Work item:
Write down, unchanged, the entries from the first line through the line holding "a stored board.". Include no other line.

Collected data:
_ _ _ _ _ _ _

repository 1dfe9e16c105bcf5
use crate::draw::{DrawOp, LiveStroke, Path, render_plan, resolve_style};

use super::{Board, DrawingState};

impl Board {
    /// Geometry of the stroke in progress, if any.
    pub fn live_path(&self) -> Option<&Path> {
        match &self.state {
            DrawingState::Drawing { builder, .. } => Some(builder.path()),
            DrawingState::Idle => None,
        }
    }

    /// Draw list for the whole board, live stroke last in the active tool's style.
    pub fn render_plan(&self) -> Vec<DrawOp<'_>> {
        let live = self.live_path().map(|path| {
            let pen = self.pen.get();
            let style = resolve_style(&pen, self.settings.background);
            LiveStroke {
                path,
                color: style.color,
                width: style.width,
                tool_mode: pen.tool_mode,
            }
        });
        render_plan(self.committed.strokes(), live)
    }

    /// Clears the redraw flag, returning whether a redraw was pending.
    pub fn take_redraw(&mut self) -> bool {
        std::mem::take(&mut self.needs_redraw)
    }
}
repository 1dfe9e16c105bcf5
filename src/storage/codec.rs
//! Wire format for persisted boards.
//!
//! A board is stored as a JSON array of
//! `{path, color, strokeWidth, isEraser, toolMode}` objects. Decoding is
//! tolerant: malformed entries are skipped, entries stored as JSON strings
//! (double-encoded) are unwrapped, and a truncated array still yields every
//! complete object before the cut.

use super::types::StorageError;
use crate::draw::{Color, Path, Stroke};
use crate::input::ToolMode;
use log::{debug, warn};
use serde::Deserialize;
use serde_json::Value;

/// Result of decoding a stored board.
#[derive(Debug, Default, PartialEq)]
pub struct Decoded {
    pub strokes: Vec<Stroke>,
    /// Entries that were present but could not be turned into a stroke
    pub skipped: usize,
    /// True when the array itself was damaged and entries were recovered by scanning
    pub recovered: bool,
}

#[derive(Deserialize)]
#[serde(rename_all = "camelCase")]
struct WireStroke {
    path: Path,
    color: Color,
    stroke_width: f64,
    #[serde(default)]
    is_eraser: Option<bool>,
    #[serde(default)]
    tool_mode: Option<ToolMode>,
}

impl WireStroke {
    fn into_stroke(self) -> Option<Stroke> {
        let mode = match (self.tool_mode, self.is_eraser) {
            (Some(mode), _) => mode,
            (None, Some(true)) => ToolMode::Eraser,
            (None, _) => ToolMode::Normal,
        };
        Stroke::new(self.path, self.color, self.stroke_width, mode)
    }
}

/// Serializes the newest `max_persisted` strokes.
pub fn encode(strokes: &[Stroke], max_persisted: usize) -> Result<String, StorageError> {
    let start = strokes.len().saturating_sub(max_persisted);
    if start > 0 {
        debug!(
            "Persisting newest {} of {} strokes",
            max_persisted,
            strokes.len()
        );
    }
    serde_json::to_string(&strokes[start..]).map_err(|e| StorageError::Encode(e.to_string()))
}

/// Deserializes a stored board, skipping anything that is not a valid stroke.
pub fn decode(text: &str) -> Decoded {
    let text = text.trim();
    if text.is_empty() {
        return Decoded::default();
    }

    match serde_json::from_str::<Value>(text) {
        Ok(Value::Array(entries)) => decode_entries(entries.into_iter()),
        // Whole array stored as a JSON string
        Ok(Value::String(inner)) => decode(&inner),
        Ok(Value::Null) => Decoded::default(),
        Ok(other) => {
            warn!(
                "Stored board is a JSON {} instead of an array; ignoring it",
                json_kind(&other)
            );
            Decoded {
                skipped: 1,
                ..Decoded::default()
            }
        }
        Err(err) => {
            warn!("Stored board is not valid JSON ({err}); scanning for complete entries");
            let objects = scan_objects(text);
            let mut decoded = decode_entries(objects.iter().map(|raw| {
                serde_json::from_str::<Value>(raw).unwrap_or(Value::Null)
            }));
            decoded.recovered = true;
            decoded
        }
    }
}

fn decode_entries(entries: impl Iterator<Item = Value>) -> Decoded {
    let mut decoded = Decoded::default();

    for (index, entry) in entries.enumerate() {
        let parsed = match entry {
            Value::String(inner) => serde_json::from_str::<WireStroke>(&inner),
            other => serde_json::from_value::<WireStroke>(other),
        };

        match parsed.map(WireStroke::into_stroke) {
            Ok(Some(stroke)) => decoded.strokes.push(stroke),
            Ok(None) => {
                warn!("Skipping stored stroke {index}: empty path or invalid width");
                decoded.skipped += 1;
            }
            Err(err) => {
                warn!("Skipping malformed stored stroke {index}: {err}");
                decoded.skipped += 1;
            }
        }
    }

    decoded
}

/// Returns the raw text of each complete top-level object inside an array,
/// tracking brace depth and ignoring braces inside string literals.
fn scan_objects(text: &str) -> Vec<&str> {
    let mut objects = Vec::new();
    let mut depth = 0usize;
    let mut start = None;
    let mut in_string = false;
    let mut escaped = false;

    for (index, ch) in text.char_indices() {
        if in_string {
            match ch {
                _ if escaped => escaped = false,
                '\\' => escaped = true,
                '"' => in_string = false,
                _ => {}
            }
            continue;
        }

        match ch {
            '"' => in_string = true,
            '{' => {
                if depth == 0 {
                    start = Some(index);
                }
                depth += 1;
            }
            '}' if depth > 0 => {
                depth -= 1;
                if depth == 0 {
                    if let Some(begin) = start.take() {
                        objects.push(&text[begin..=index]);
                    }
                }
            }
            _ => {}
        }
    }

    objects
}

fn json_kind(value: &Value) -> &'static str {
    match value {
        Value::Null => "null",
        Value::Bool(_) => "boolean",
        Value::Number(_) => "number",
        Value::String(_) => "string",
        Value::Array(_) => "array",
        Value::Object(_) => "object",
    }
}
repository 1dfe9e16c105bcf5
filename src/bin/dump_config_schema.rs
use anyhow::Result;

fn main() -> Result<()> {
    let schema = inkboard::Config::json_schema();
    println!("{}", serde_json::to_string_pretty(&schema)?);
    Ok(())
}
//! Generic pointer event types for host integration.

use serde::{Deserialize, Serialize};

use crate::draw::Point;

/// Kind of device that produced a pointer event.
#[derive(Debug, Clone, Copy, PartialEq, Eq, Serialize, Deserialize)]
#[serde(rename_all = "lowercase")]
pub enum PointerKind {
    /// Pen/stylus digitizer (preferred input)
    Stylus,
    /// Mouse or trackpad
    Mouse,
    /// Finger touch (ignored so a resting palm never inks)
    Touch,
}

/// Whether events from `kind` may draw.
///
/// A missing kind is allowed: some platforms do not report the device.
pub fn is_ink_allowed(kind: Option<PointerKind>) -> bool {
    !matches!(kind, Some(PointerKind::Touch))
}

/// Pointer event phase.
#[derive(Debug, Clone, Copy, PartialEq, Eq, Serialize, Deserialize)]
#[serde(rename_all = "lowercase")]
pub enum PointerPhase {
    /// Contact started (pen down / button pressed)
    Down,
    /// Contact moved
    Move,
    /// Contact ended (pen up / button released)
    Up,
    /// Gesture abandoned by the platform
    Cancel,
}

/// A pointer event as delivered by the host.
#[derive(Debug, Clone, Copy, PartialEq, Serialize, Deserialize)]
pub struct PointerEvent {
    pub phase: PointerPhase,
    pub x: f64,
    pub y: f64,
    #[serde(default)]
    pub kind: Option<PointerKind>,
}

impl PointerEvent {
    pub fn new(phase: PointerPhase, x: f64, y: f64, kind: Option<PointerKind>) -> Self {
        Self { phase, x, y, kind }
    }

    pub fn down(x: f64, y: f64, kind: Option<PointerKind>) -> Self {
        Self::new(PointerPhase::Down, x, y, kind)
    }

    pub fn moved(x: f64, y: f64, kind: Option<PointerKind>) -> Self {
        Self::new(PointerPhase::Move, x, y, kind)
    }

    pub fn up(x: f64, y: f64, kind: Option<PointerKind>) -> Self {
        Self::new(PointerPhase::Up, x, y, kind)
    }

    pub fn point(&self) -> Point {
        Point::new(self.x, self.y)
    }
}

#[cfg(test)]
mod tests {
    use super::*;

    #[test]
    fn touch_is_the_only_rejected_kind() {
        assert!(is_ink_allowed(Some(PointerKind::Stylus)));
        assert!(is_ink_allowed(Some(PointerKind::Mouse)));
        assert!(is_ink_allowed(None));
        assert!(!is_ink_allowed(Some(PointerKind::Touch)));
    }

    #[test]
    fn event_deserializes_without_kind() {
        let event: PointerEvent = serde_json::from_str(r#"{"phase":"down","x":1,"y":2}"#).unwrap();
        assert_eq!(event, PointerEvent::down(1.0, 2.0, None));
    }
}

_ _ _ _ _ _ _

Expected answer:
repository 1dfe9e16c105bcf5
use crate::draw::{DrawOp, LiveStroke, Path, render_plan, resolve_style};

use super::{Board, DrawingState};

impl Board {
    /// Geometry of the stroke in progress, if any.
    pub fn live_path(&self) -> Option<&Path> {
        match &self.state {
            DrawingState::Drawing { builder, .. } => Some(builder.path()),
            DrawingState::Idle => None,
        }
    }

    /// Draw list for the whole board, live stroke last in the active tool's style.
    pub fn render_plan(&self) -> Vec<DrawOp<'_>> {
        let live = self.live_path().map(|path| {
            let pen = self.pen.get();
            let style = resolve_style(&pen, self.settings.background);
            LiveStroke {
                path,
                color: style.color,
                width: style.width,
                tool_mode: pen.tool_mode,
            }
        });
        render_plan(self.committed.strokes(), live)
    }

    /// Clears the redraw flag, returning whether a redraw was pending.
    pub fn take_redraw(&mut self) -> bool {
        std::mem::take(&mut self.needs_redraw)
    }
}
repository 1dfe9e16c105bcf5
filename src/storage/codec.rs
//! Wire format for persisted boards.
//!
//! A board is stored as a JSON array of
//! `{path, color, strokeWidth, isEraser, toolMode}` objects. Decoding is
//! tolerant: malformed entries are skipped, entries stored as JSON strings
//! (double-encoded) are unwrapped, and a truncated array still yields every
//! complete object before the cut.

use super::types::StorageError;
use crate::draw::{Color, Path, Stroke};
use crate::input::ToolMode;
use log::{debug, warn};
use serde::Deserialize;
use serde_json::Value;

/// Result of decoding a stored board.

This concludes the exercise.